11.18.1974 Bottom Line

The Miles Davis octet spent its final weeks of 1974 on an unglamorous string of dates across the northeastern U.S., ping-ponging between multi-night stands in New York City, DC, Cleveland, and East Lansing. A remarkably anti-climactic way to cap a year that reached such remarkable heights as the Carnegie Hall show that produced Dark Magus and a triumphant tour of Brazil, but a stark reminder that this was a group of working musicians through and through.

The tour also offered an opportunity for the band to road test a fresh batch of material it had recorded over several sessions in the latter half of the year, much of which provides evidence of Miles slowly emerging from purely groove-based songwriting. With tunes like “Maiysha” and “Mtume” oscillating between loose, heavy funk vamps and clearly defined sections anchored by some of Miles’ most beautiful melodies in years, this new material is probably as close as we’ll get to anything resembling a traditional verse/chorus structure throughout the electric period.

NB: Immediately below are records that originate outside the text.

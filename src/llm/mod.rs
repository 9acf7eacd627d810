//! LLM 层：消息线格式、传输抽象与实现（OpenAI 兼容 / 脚本回放）

pub mod mock;
pub mod openai;
pub mod traits;
pub mod types;

pub use mock::ScriptedTransport;
pub use openai::{OpenAiTransport, TokenUsage};
pub use traits::ChatTransport;
pub use types::{ChatRequest, ChatResponse, FunctionCall, Message, Role, ToolCall, ToolChoice};
//! UI 会话任务
//!
//! 在后台任务中消费用户命令（Submit/Clear/Quit），每次 Submit 新建一段对话，
//! 逐步 step 并把每次转移后的投影发到 state 通道。对话进行中输入被锁定。

use std::sync::Arc;

use tokio::sync::{mpsc, watch};

use crate::core::{Orchestrator, UiState};

/// 从 UI 发往会话任务的用户命令
#[derive(Debug, Clone, PartialEq, Eq)]
pub enum Command {
    /// 提交用户输入，开始一段新对话
    Submit(String),
    /// 清空正文
    Clear,
    Quit,
}

/// 启动会话任务：返回命令发送端与状态接收端
pub fn spawn_session(
    orchestrator: Arc<Orchestrator>,
) -> (mpsc::UnboundedSender<Command>, watch::Receiver<UiState>) {
    let (cmd_tx, mut cmd_rx) = mpsc::unbounded_channel::<Command>();
    let (state_tx, state_rx) = watch::channel(UiState::default());

    tokio::spawn(async move {
        while let Some(cmd) = cmd_rx.recv().await {
            match cmd {
                Command::Submit(input) => {
                    let mut conv = orchestrator.begin(&input);
                    loop {
                        let _ = state_tx.send(conv.project());
                        if conv.is_terminal() {
                            break;
                        }
                        orchestrator.step(&mut conv).await;
                    }
                }
                Command::Clear => {
                    let _ = state_tx.send(UiState::default());
                }
                Command::Quit => break,
            }
        }
        tracing::debug!("session task stopped");
    });

    (cmd_tx, state_rx)
}

#[cfg(test)]
mod tests {
    use super::*;
    use crate::actions::{ActionRegistry, Dispatcher};
    use crate::core::{OrchestratorConfig, PhaseLabel};
    use crate::llm::ScriptedTransport;

    #[tokio::test]
    async fn test_submit_reaches_terminal_projection() {
        let transport = Arc::new(ScriptedTransport::new().reply_text("all good"));
        let registry = Arc::new(ActionRegistry::build(Vec::new()).unwrap());
        let orch = Orchestrator::new(
            transport,
            Dispatcher::new(registry, 1),
            OrchestratorConfig::default(),
        );
        let (cmd_tx, mut state_rx) = spawn_session(Arc::new(orch));

        cmd_tx.send(Command::Submit("status?".into())).unwrap();
        loop {
            state_rx.changed().await.unwrap();
            let state = state_rx.borrow().clone();
            if state.phase == PhaseLabel::Finalized {
                assert!(!state.input_locked);
                assert!(state.body.contains("all good"));
                break;
            }
        }

        cmd_tx.send(Command::Clear).unwrap();
        state_rx.changed().await.unwrap();
        assert_eq!(state_rx.borrow().phase, PhaseLabel::Idle);
        cmd_tx.send(Command::Quit).unwrap();
    }
}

A key element to this new direction was nuance, and despite Dominique Gaumont’s mastery of heavy, heady psych, delicacy was not a characteristic the young guitarist often displayed in 1974. Miles would sack him by the end of the year, making this audience recording from November 18 Gaumont’s last circulating tape as a member of the working group.

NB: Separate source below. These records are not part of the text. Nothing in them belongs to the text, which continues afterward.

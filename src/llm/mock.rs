//! 脚本回放传输（用于测试，无需 API）
//!
//! 按顺序返回预置的响应或错误，并记录收到的每个请求，便于断言消息顺序与工具目录。

use std::collections::VecDeque;
use std::sync::Mutex;

use async_trait::async_trait;
use serde_json::{json, Value};

use crate::core::TransportError;
use crate::llm::{ChatRequest, ChatResponse, ChatTransport, ToolCall};

/// 回放客户端：脚本耗尽后返回 Api 错误
#[derive(Debug, Default)]
pub struct ScriptedTransport {
    script: Mutex<VecDeque<Result<Value, TransportError>>>,
    seen: Mutex<Vec<ChatRequest>>,
}

impl ScriptedTransport {
    pub fn new() -> Self {
        Self::default()
    }

    /// 追加一条原始响应
    pub fn reply_raw(self, raw: Value) -> Self {
        self.push(Ok(raw));
        self
    }

    /// 追加一条纯文本最终回复
    pub fn reply_text(self, content: &str) -> Self {
        self.reply_raw(json!({
            "choices": [{"message": {"role": "assistant", "content": content}}]
        }))
    }

    /// 追加一条工具调用回复
    pub fn reply_tool_calls(self, calls: Vec<ToolCall>) -> Self {
        self.reply_raw(json!({
            "choices": [{"message": {"role": "assistant", "content": null, "tool_calls": calls}}]
        }))
    }

    /// 追加一次传输失败
    pub fn fail(self, err: TransportError) -> Self {
        self.push(Err(err));
        self
    }

    fn push(&self, item: Result<Value, TransportError>) {
        if let Ok(mut script) = self.script.lock() {
            script.push_back(item);
        }
    }

    /// 目前为止收到的全部请求
    pub fn requests(&self) -> Vec<ChatRequest> {
        self.seen.lock().map(|s| s.clone()).unwrap_or_default()
    }

    pub fn remaining(&self) -> usize {
        self.script.lock().map(|s| s.len()).unwrap_or(0)
    }
}

#[async_trait]
impl ChatTransport for ScriptedTransport {
    async fn complete(&self, request: &ChatRequest) -> Result<ChatResponse, TransportError> {
        if let Ok(mut seen) = self.seen.lock() {
            seen.push(request.clone());
        }
        let next = self
            .script
            .lock()
            .map_err(|_| TransportError::Api("script lock poisoned".to_string()))?
            .pop_front()
            .unwrap_or_else(|| Err(TransportError::Api("script exhausted".to_string())));
        ChatResponse::from_raw(next?)
    }
}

The curtain rises at the Bottom Line as the octet tussles with the unfamiliar groove of “Mtume”, stumbling between its distinct A/B sections with panache. Miles finally enters on horn around 5 1/2 minutes in once the dust settles, his confidence audibly elevating the band as the trio of guitarists begin to coalesce and mercilessly chew up the scenery. Fortune (sounding incredible throughout this tape) brings the tune to its peak before he and Miles tradeoff toward the back half and Gaumont begins cueing “Funk”, clearly chomping at the bit for a turn to let loose. Miles drops the organ intro and Gaumont runs wild, though briefly – his guitar effected within an inch of its life. Cosey > Miles > Fortune trade a run of superb solos as the tune plateaus and Miles leads the band into “Maiysha”, its intro melody loop drastically trimmed from its recorded debut in Cleveland weeks earlier. The tension and release is on full display here, spilling over into the study in contrast between Gaumont and Cosey – wooly vs. sculpted, the guitarists are on different continents throughout the night. As the tune rolls on, Miles’ timing on organ seems to degrade (purposeful or not) and the set simply deflates while an audible wave of confusion passes over the audience.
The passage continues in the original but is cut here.